**Task goal**: Counting only the lines below that contain the word "DoctorReport", what is the total? Give it with no other words.
──────── Data ────────
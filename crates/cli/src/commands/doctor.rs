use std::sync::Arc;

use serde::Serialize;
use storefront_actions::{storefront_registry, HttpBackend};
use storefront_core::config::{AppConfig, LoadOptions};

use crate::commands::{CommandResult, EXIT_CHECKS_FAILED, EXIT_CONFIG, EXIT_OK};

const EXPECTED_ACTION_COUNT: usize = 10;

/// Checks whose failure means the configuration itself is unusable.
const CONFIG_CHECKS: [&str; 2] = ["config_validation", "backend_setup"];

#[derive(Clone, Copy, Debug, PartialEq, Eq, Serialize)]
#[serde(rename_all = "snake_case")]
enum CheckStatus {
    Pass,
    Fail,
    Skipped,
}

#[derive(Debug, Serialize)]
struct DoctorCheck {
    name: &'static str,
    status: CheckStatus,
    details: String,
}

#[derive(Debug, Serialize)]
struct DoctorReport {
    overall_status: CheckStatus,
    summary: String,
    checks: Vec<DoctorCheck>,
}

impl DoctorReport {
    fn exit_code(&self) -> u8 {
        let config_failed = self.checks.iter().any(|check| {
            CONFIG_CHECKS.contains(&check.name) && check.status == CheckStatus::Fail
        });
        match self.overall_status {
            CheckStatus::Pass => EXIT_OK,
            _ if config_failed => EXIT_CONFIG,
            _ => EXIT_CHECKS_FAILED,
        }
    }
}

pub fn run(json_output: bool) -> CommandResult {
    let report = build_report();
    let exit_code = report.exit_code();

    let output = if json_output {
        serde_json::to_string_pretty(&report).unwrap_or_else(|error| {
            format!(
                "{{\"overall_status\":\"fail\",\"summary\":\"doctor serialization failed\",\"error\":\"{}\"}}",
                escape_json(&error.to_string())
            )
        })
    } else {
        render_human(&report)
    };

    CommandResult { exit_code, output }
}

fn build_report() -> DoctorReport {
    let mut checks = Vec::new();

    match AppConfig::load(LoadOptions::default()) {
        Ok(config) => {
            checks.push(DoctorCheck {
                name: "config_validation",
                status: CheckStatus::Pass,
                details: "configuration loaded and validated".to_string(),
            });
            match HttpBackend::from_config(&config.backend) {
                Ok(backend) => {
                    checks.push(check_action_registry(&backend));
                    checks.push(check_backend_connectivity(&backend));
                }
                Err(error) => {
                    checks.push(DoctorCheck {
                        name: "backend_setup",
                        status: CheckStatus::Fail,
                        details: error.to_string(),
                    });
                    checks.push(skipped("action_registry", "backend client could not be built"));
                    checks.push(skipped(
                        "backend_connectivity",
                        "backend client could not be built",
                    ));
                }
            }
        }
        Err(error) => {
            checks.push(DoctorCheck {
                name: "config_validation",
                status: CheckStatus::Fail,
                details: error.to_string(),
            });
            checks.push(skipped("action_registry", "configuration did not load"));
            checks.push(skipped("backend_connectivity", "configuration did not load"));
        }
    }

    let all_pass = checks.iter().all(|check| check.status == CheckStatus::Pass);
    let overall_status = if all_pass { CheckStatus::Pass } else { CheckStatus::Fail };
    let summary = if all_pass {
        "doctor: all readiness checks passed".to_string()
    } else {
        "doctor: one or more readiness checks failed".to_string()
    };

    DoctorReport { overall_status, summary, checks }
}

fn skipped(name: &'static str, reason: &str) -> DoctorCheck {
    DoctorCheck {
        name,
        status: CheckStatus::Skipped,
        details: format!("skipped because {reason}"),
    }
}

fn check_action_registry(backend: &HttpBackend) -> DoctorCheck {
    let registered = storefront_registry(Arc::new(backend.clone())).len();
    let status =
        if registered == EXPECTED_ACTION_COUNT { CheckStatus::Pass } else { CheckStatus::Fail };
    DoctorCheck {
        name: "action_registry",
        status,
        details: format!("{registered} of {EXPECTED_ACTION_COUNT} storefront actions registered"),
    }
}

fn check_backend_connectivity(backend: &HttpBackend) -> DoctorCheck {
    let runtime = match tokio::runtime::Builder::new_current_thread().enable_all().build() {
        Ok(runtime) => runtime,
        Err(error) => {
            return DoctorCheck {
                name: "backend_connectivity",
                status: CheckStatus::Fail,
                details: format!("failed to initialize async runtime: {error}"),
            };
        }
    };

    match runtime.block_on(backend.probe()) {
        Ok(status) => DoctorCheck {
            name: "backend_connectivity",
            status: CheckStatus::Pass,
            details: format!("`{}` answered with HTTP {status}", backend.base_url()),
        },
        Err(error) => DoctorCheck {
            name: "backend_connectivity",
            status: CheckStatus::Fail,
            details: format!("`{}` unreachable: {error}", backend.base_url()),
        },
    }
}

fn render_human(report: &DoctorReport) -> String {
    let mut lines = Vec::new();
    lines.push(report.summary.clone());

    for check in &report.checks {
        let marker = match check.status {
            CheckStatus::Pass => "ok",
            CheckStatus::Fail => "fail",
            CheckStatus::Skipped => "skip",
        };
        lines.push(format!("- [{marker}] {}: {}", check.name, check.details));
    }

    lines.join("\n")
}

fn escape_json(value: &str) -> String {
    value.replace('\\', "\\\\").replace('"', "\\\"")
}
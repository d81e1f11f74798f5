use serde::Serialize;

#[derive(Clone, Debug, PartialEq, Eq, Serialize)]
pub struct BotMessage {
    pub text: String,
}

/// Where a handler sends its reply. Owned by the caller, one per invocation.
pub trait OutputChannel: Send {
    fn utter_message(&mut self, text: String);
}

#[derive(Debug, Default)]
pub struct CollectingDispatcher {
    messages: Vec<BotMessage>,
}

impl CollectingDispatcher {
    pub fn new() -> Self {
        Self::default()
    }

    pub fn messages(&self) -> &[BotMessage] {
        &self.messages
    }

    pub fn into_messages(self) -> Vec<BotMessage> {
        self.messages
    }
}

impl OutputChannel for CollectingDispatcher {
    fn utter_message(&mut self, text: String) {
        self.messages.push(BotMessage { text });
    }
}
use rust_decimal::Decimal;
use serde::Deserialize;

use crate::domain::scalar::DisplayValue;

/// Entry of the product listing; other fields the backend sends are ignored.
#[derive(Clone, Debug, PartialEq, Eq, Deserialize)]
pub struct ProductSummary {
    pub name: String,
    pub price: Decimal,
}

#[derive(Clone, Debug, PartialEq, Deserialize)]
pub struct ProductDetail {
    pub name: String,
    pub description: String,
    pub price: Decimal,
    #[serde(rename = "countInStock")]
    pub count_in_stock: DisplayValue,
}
────────
**Task response**: 5